Estella Gonzalez was born and raised in East Los Angeles which inspires her writing. Her poetry and short stories have appeared in Puerto del Sol and Huizache and have been anthologized in Latinos in Lotusland: An Anthology of Contemporary Southern California Literature by Bilingual Press and Nasty Women Poets: An Unapologetic Anthology of Subversive Verse by Lost Horse Press. She received a “Special Mention” in The Pushcart Prize XXXVIII: Best of the Small Presses 2014 Edition and was selected a “Reading Notable” for The Best American Non-Required Reading 2011.  Her short story “Matadora” is forthcoming in Southwestern American Literature journal. She holds an MFA in fiction from Cornell University.
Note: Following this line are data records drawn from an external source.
//! Candidate phrase filtering.
//!
//! After segmentation every phrase string passes through a
//! [`CandidateFilter`], which drops stop words, whitespace-only and
//! pure-punctuation strings, and anything of two characters or fewer.
//! Survivors are lower-cased by the extractor. Rejecting a candidate is a
//! filtering decision, never an error.
//!
//! # Examples
//!
//! ```
//! use topica::analysis::filter::CandidateFilter;
//!
//! let filter = CandidateFilter::new(); // default English stop words
//! assert!(!filter.accept("the"));
//! assert!(!filter.accept("!!"));
//! assert!(filter.accept("topic extraction"));
//! ```

use std::sync::{Arc, LazyLock};

use ahash::AHashSet;

/// Default English stop words list.
///
/// The standard corpus list: pronouns, auxiliaries, articles, particles,
/// and contraction fragments.
const DEFAULT_ENGLISH_STOP_WORDS: &[&str] = &[
    "i", "me", "my", "myself", "we", "our", "ours", "ourselves", "you", "you're", "you've",
    "you'll", "you'd", "your", "yours", "yourself", "yourselves", "he", "him", "his", "himself",
    "she", "she's", "her", "hers", "herself", "it", "it's", "its", "itself", "they", "them",
    "their", "theirs", "themselves", "what", "which", "who", "whom", "this", "that", "that'll",
    "these", "those", "am", "is", "are", "was", "were", "be", "been", "being", "have", "has",
    "had", "having", "do", "does", "did", "doing", "a", "an", "the", "and", "but", "if", "or",
    "because", "as", "until", "while", "of", "at", "by", "for", "with", "about", "against",
    "between", "into", "through", "during", "before", "after", "above", "below", "to", "from",
    "up", "down", "in", "out", "on", "off", "over", "under", "again", "further", "then", "once",
    "here", "there", "when", "where", "why", "how", "all", "any", "both", "each", "few", "more",
    "most", "other", "some", "such", "no", "nor", "not", "only", "own", "same", "so", "than",
    "too", "very", "s", "t", "can", "will", "just", "don", "don't", "should", "should've", "now",
    "d", "ll", "m", "o", "re", "ve", "y", "ain", "aren", "aren't", "couldn", "couldn't", "didn",
    "didn't", "doesn", "doesn't", "hadn", "hadn't", "hasn", "hasn't", "haven", "haven't", "isn",
    "isn't", "ma", "mightn", "mightn't", "mustn", "mustn't", "needn", "needn't", "shan", "shan't",
    "shouldn", "shouldn't", "wasn", "wasn't", "weren", "weren't", "won", "won't", "wouldn",
    "wouldn't",
];

/// ASCII punctuation characters.
const ASCII_PUNCTUATION: &str = "!\"#$%&'()*+,-./:;<=>?@[\\]^_`{|}~";

/// Default English stop words as a set, loaded once per process.
pub static DEFAULT_ENGLISH_STOP_WORDS_SET: LazyLock<AHashSet<String>> = LazyLock::new(|| {
    DEFAULT_ENGLISH_STOP_WORDS
        .iter()
        .map(|&s| s.to_string())
        .collect()
});

/// Default punctuation characters as a set, loaded once per process.
pub static DEFAULT_PUNCTUATION_SET: LazyLock<AHashSet<char>> =
    LazyLock::new(|| ASCII_PUNCTUATION.chars().collect());

/// A filter deciding which candidate phrases survive extraction.
///
/// A phrase is kept iff it is non-empty after trimming, not exactly a
/// configured stop word, not composed entirely of configured punctuation
/// characters, and longer than two characters. The stop-word comparison
/// happens on the phrase as extracted, before any case folding.
#[derive(Clone, Debug)]
pub struct CandidateFilter {
    /// The set of stop words to reject.
    stop_words: Arc<AHashSet<String>>,
    /// Characters counting as punctuation for the all-punctuation check.
    puncts: Arc<AHashSet<char>>,
}

impl CandidateFilter {
    /// Create a filter with the default English stop words and ASCII
    /// punctuation.
    pub fn new() -> Self {
        CandidateFilter {
            stop_words: Arc::new(DEFAULT_ENGLISH_STOP_WORDS_SET.clone()),
            puncts: Arc::new(DEFAULT_PUNCTUATION_SET.clone()),
        }
    }

    /// Replace the stop-word set.
    pub fn with_stop_words<I, S>(mut self, words: I) -> Self
    where
        I: IntoIterator<Item = S>,
        S: Into<String>,
    {
        self.stop_words = Arc::new(words.into_iter().map(|s| s.into()).collect());
        self
    }

    /// Replace the punctuation set.
    pub fn with_puncts<I>(mut self, puncts: I) -> Self
    where
        I: IntoIterator<Item = char>,
    {
        self.puncts = Arc::new(puncts.into_iter().collect());
        self
    }

    /// Check if a phrase is a configured stop word.
    pub fn is_stop_word(&self, phrase: &str) -> bool {
        self.stop_words.contains(phrase)
    }

    /// Decide whether a candidate phrase survives.
    pub fn accept(&self, phrase: &str) -> bool {
        !phrase.trim().is_empty()
            && !self.is_stop_word(phrase)
            && !phrase.chars().all(|c| self.puncts.contains(&c))
            && phrase.chars().count() > 2
    }
}

impl Default for CandidateFilter {
    fn default() -> Self {
        Self::new()
    }
}

#[cfg(test)]
mod tests {
    use super::*;

    #[test]
    fn test_default_filter() {
        let filter = CandidateFilter::new();

        assert!(!filter.accept("the"));
        assert!(!filter.accept(""));
        assert!(!filter.accept("   "));
        assert!(!filter.accept("..."));
        assert!(filter.accept("rust language"));
    }

    #[test]
    fn test_custom_sets() {
        let filter = CandidateFilter::new()
            .with_stop_words(vec!["the", "a"])
            .with_puncts(['!', '?']);

        assert!(!filter.accept("the")); // stop word
        assert!(!filter.accept("!!")); // pure punctuation
        assert!(!filter.accept("ok")); // length 2
        assert!(filter.accept("CAT")); // kept; extractor lower-cases it
    }

    #[test]
    fn test_stop_word_match_is_exact() {
        let filter = CandidateFilter::new().with_stop_words(vec!["the"]);

        // Comparison happens before case folding: "The" is not "the".
        assert!(filter.accept("The"));
    }

    #[test]
    fn test_length_counts_characters() {
        let filter = CandidateFilter::new();

        // Two characters, dropped even though multibyte.
        assert!(!filter.accept("où"));
        assert!(filter.accept("oùi"));
    }

    #[test]
    fn test_default_sets_loaded_once() {
        assert!(DEFAULT_ENGLISH_STOP_WORDS_SET.contains("the"));
        assert!(DEFAULT_PUNCTUATION_SET.contains(&'!'));
        assert_eq!(DEFAULT_PUNCTUATION_SET.len(), 32);
    }
}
And from the Artist’s Corner…

To most writers, one word is worth a thousand pictures. The word “love” evokes a river of emotions. Words are powerful talismans invoking the inner doings of the soul. What would life be without words? Then, there are instances in which one image is worth a thousand words. And such images can create a mood that inspires to write, sing, tell a tale, or compose.
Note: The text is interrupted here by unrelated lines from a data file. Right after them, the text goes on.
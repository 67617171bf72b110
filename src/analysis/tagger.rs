//! Part-of-speech tagging.
//!
//! Tagging is a collaborator seam: the extractor only depends on the
//! [`Tagger`] trait, so a statistical or model-backed tagger can be plugged
//! in. The built-in [`RuleTagger`] is a deterministic lexicon-plus-suffix
//! tagger emitting Penn Treebank style tags, good enough to drive the chunk
//! grammar without any external model files.
//!
//! # Examples
//!
//! ```
//! use topica::analysis::tagger::{RuleTagger, Tagger};
//!
//! let tagger = RuleTagger::new();
//! let words: Vec<String> = ["The", "big", "cat"].iter().map(|s| s.to_string()).collect();
//! let tagged = tagger.tag(&words).unwrap();
//!
//! assert_eq!(tagged[0].pos, "DT");
//! assert_eq!(tagged[1].pos, "JJ");
//! assert_eq!(tagged[2].pos, "NN");
//! ```

use std::sync::LazyLock;

use ahash::AHashMap;

use crate::analysis::token::TaggedWord;
use crate::error::Result;

/// Trait for taggers that assign a part-of-speech tag to each word.
pub trait Tagger: Send + Sync {
    /// Tag an ordered sequence of words, preserving order.
    fn tag(&self, words: &[String]) -> Result<Vec<TaggedWord>>;

    /// Get the name of this tagger (for debugging and configuration).
    fn name(&self) -> &'static str;
}

/// Closed-class word lexicon, keyed by lower-cased surface form.
static LEXICON: LazyLock<AHashMap<&'static str, &'static str>> = LazyLock::new(|| {
    let entries: &[(&str, &str)] = &[
        // Determiners
        ("the", "DT"),
        ("a", "DT"),
        ("an", "DT"),
        ("this", "DT"),
        ("that", "DT"),
        ("these", "DT"),
        ("those", "DT"),
        ("each", "DT"),
        ("every", "DT"),
        ("some", "DT"),
        ("any", "DT"),
        ("no", "DT"),
        // Prepositions and subordinating conjunctions
        ("of", "IN"),
        ("in", "IN"),
        ("on", "IN"),
        ("at", "IN"),
        ("by", "IN"),
        ("for", "IN"),
        ("with", "IN"),
        ("from", "IN"),
        ("to", "IN"),
        ("into", "IN"),
        ("over", "IN"),
        ("under", "IN"),
        ("about", "IN"),
        ("after", "IN"),
        ("before", "IN"),
        ("between", "IN"),
        ("during", "IN"),
        ("through", "IN"),
        ("against", "IN"),
        ("without", "IN"),
        ("within", "IN"),
        ("upon", "IN"),
        ("as", "IN"),
        ("if", "IN"),
        ("because", "IN"),
        ("while", "IN"),
        // Coordinating conjunctions
        ("and", "CC"),
        ("or", "CC"),
        ("but", "CC"),
        ("nor", "CC"),
        ("so", "CC"),
        ("yet", "CC"),
        // Pronouns
        ("i", "PRP"),
        ("you", "PRP"),
        ("he", "PRP"),
        ("she", "PRP"),
        ("it", "PRP"),
        ("we", "PRP"),
        ("they", "PRP"),
        ("me", "PRP"),
        ("him", "PRP"),
        ("her", "PRP"),
        ("us", "PRP"),
        ("them", "PRP"),
        ("its", "PRP$"),
        ("my", "PRP$"),
        ("your", "PRP$"),
        ("his", "PRP$"),
        ("our", "PRP$"),
        ("their", "PRP$"),
        // Modals
        ("can", "MD"),
        ("could", "MD"),
        ("may", "MD"),
        ("might", "MD"),
        ("must", "MD"),
        ("shall", "MD"),
        ("should", "MD"),
        ("will", "MD"),
        ("would", "MD"),
        // Auxiliaries and common verbs
        ("is", "VBZ"),
        ("are", "VBP"),
        ("was", "VBD"),
        ("were", "VBD"),
        ("be", "VB"),
        ("been", "VBN"),
        ("being", "VBG"),
        ("am", "VBP"),
        ("has", "VBZ"),
        ("have", "VBP"),
        ("had", "VBD"),
        ("do", "VBP"),
        ("does", "VBZ"),
        ("did", "VBD"),
        // Wh-words
        ("who", "WP"),
        ("what", "WP"),
        ("whom", "WP"),
        ("which", "WDT"),
        ("whose", "WP$"),
        ("when", "WRB"),
        ("where", "WRB"),
        ("why", "WRB"),
        ("how", "WRB"),
        // Existential and common adverbs
        ("there", "EX"),
        ("not", "RB"),
        ("very", "RB"),
        ("too", "RB"),
        ("also", "RB"),
        ("then", "RB"),
        ("now", "RB"),
        ("here", "RB"),
    ];
    entries.iter().copied().collect()
});

/// Adjective-forming suffixes checked before the noun fallback.
const ADJECTIVE_SUFFIXES: &[&str] = &["ous", "ful", "ive", "ble", "ical", "ish", "less"];

/// A deterministic rule-based part-of-speech tagger.
///
/// Resolution order per word: punctuation tags as itself (Penn Treebank
/// convention), then the closed-class lexicon (case-insensitive), then
/// numerals, then capitalization, then suffix heuristics, and finally the
/// `NN` fallback.
#[derive(Clone, Debug, Default)]
pub struct RuleTagger;

impl RuleTagger {
    /// Create a new rule-based tagger.
    pub fn new() -> Self {
        RuleTagger
    }

    fn tag_word(&self, word: &str) -> String {
        if !word.is_empty() && word.chars().all(|c| !c.is_alphanumeric()) {
            // Punctuation tokens carry themselves as tag.
            return word.to_string();
        }

        let lower = word.to_lowercase();
        if let Some(tag) = LEXICON.get(lower.as_str()) {
            return (*tag).to_string();
        }

        if word.chars().all(|c| c.is_numeric() || c == '.' || c == ',')
            && word.chars().any(|c| c.is_numeric())
        {
            return "CD".to_string();
        }

        if word.chars().next().is_some_and(|c| c.is_uppercase()) {
            return "NNP".to_string();
        }

        for suffix in ADJECTIVE_SUFFIXES {
            if lower.ends_with(suffix) {
                return "JJ".to_string();
            }
        }
        if lower.ends_with("ly") {
            return "RB".to_string();
        }
        if lower.ends_with("ing") && lower.len() > 4 {
            return "VBG".to_string();
        }
        if lower.ends_with("ed") && lower.len() > 3 {
            return "VBD".to_string();
        }
        if lower.ends_with('s') && !lower.ends_with("ss") && lower.len() > 3 {
            return "NNS".to_string();
        }

        "NN".to_string()
    }
}

impl Tagger for RuleTagger {
    fn tag(&self, words: &[String]) -> Result<Vec<TaggedWord>> {
        Ok(words
            .iter()
            .map(|word| TaggedWord::new(word.clone(), self.tag_word(word)))
            .collect())
    }

    fn name(&self) -> &'static str {
        "rule"
    }
}

#[cfg(test)]
mod tests {
    use super::*;

    fn tag_one(word: &str) -> String {
        let tagger = RuleTagger::new();
        let tagged = tagger.tag(&[word.to_string()]).unwrap();
        tagged[0].pos.clone()
    }

    #[test]
    fn test_lexicon_words() {
        assert_eq!(tag_one("the"), "DT");
        assert_eq!(tag_one("of"), "IN");
        assert_eq!(tag_one("and"), "CC");
        assert_eq!(tag_one("And"), "CC"); // case-insensitive lookup
    }

    #[test]
    fn test_punctuation_tags_as_itself() {
        assert_eq!(tag_one("."), ".");
        assert_eq!(tag_one(","), ",");
        assert_eq!(tag_one("!?"), "!?");
    }

    #[test]
    fn test_numbers() {
        assert_eq!(tag_one("42"), "CD");
        assert_eq!(tag_one("3.14"), "CD");
    }

    #[test]
    fn test_capitalized_proper_noun() {
        assert_eq!(tag_one("Rust"), "NNP");
        assert_eq!(tag_one("Cats"), "NNP");
    }

    #[test]
    fn test_suffix_rules() {
        assert_eq!(tag_one("famous"), "JJ");
        assert_eq!(tag_one("quickly"), "RB");
        assert_eq!(tag_one("running"), "VBG");
        assert_eq!(tag_one("walked"), "VBD");
        assert_eq!(tag_one("cats"), "NNS");
        assert_eq!(tag_one("glass"), "NN");
    }

    #[test]
    fn test_default_noun() {
        assert_eq!(tag_one("cat"), "NN");
        assert_eq!(tag_one("extraction"), "NN");
    }

    #[test]
    fn test_order_preserved() {
        let tagger = RuleTagger::new();
        let words: Vec<String> = ["The", "quick", "fox"].iter().map(|s| s.to_string()).collect();
        let tagged = tagger.tag(&words).unwrap();

        let surface: Vec<&str> = tagged.iter().map(|t| t.word.as_str()).collect();
        assert_eq!(surface, vec!["The", "quick", "fox"]);
    }
}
The Secret Life of Light by Linda Griffith

Linda Griffit The Secret Life of Light - Book Cover

The Secret Life of Light is a collection of seventy-five images in three portfolios created during a year-long solitary journey to the Arctic Ocean. Photographed in 2008-2009 and completed in 2014, these places can never be revisited, the devastation of climatic change being fiercely underway and the extraordinary play of light with land and soul, already, irreversibly diminished. It has taken years to bring these images into public view, not just due to the sheer volume of photographs created and considered, but because of the strict editorial necessity of restraint: minimal adjustment out of respect for the landscape’s own delicate voice. The power of this work is in its purity through which the vibrational spirit transforms the viewer in a hypnotic dance beyond the veil. In 2000, Linda Griffith was heralded by a jury of New York City curators as “One of the most talented emerging artists at the turn of the century and the millennium.”
Born in 1951 in Rockledge, Pennsylvania,  and a Bachelor of Fine Arts with a Master’s degree in clinical social work, her fine art photography has received many awards from esteemed jurors including Katherine Ware, Curator of Photographs at the Philadelphia Museum of Art; International Photography Forum and the International Women’s History Project. Founder of the Wilma Theatre,  an anchor institution on Philadelphia’s Avenue of the Arts, and twice playwright winner of the Maine Short Play Festival award, Griffith’s success as a photographer is richly imbued with a sense of imminence harkening from her intrinsic understanding of theatre. Her voice is fearless in the milieux of both social commentary where work condemning environmental abuse was defended by the National Coalition Against Censorship when removed from a gallery due to it’s disturbing confrontational nature. Equally haunting is her voice in it’s more ethereal reaches through the veils of spiritual resonance in recent acetic and desert landscapes. With images housed at the State University of New York, Museum of Modern Art Franklin Furnace Artist’s Book collection, University of Maine and in numerous private collections, Griffith’s studio in Tucson, Arizona, is  ground zero for ever more sensitive explorations of time and the unseen, unsettling presence that consistently manifests in her images.

On Friendship, Light, and Inspiration…

Earlier this year, I had the honor to attend two private photo shows from this collection at the artist home in Tucson. Linda’s journey and her deep attunement with nature evokes the work of Rachel Louise Carson and Henry David Thoreau. The stunning and awe inspiring photography from her year-long journey to the Arctic Ocean haunts the imagination and stirs the soul as it takes one into the depths of The Secret Life of Light.

These are the people who inspire me to write!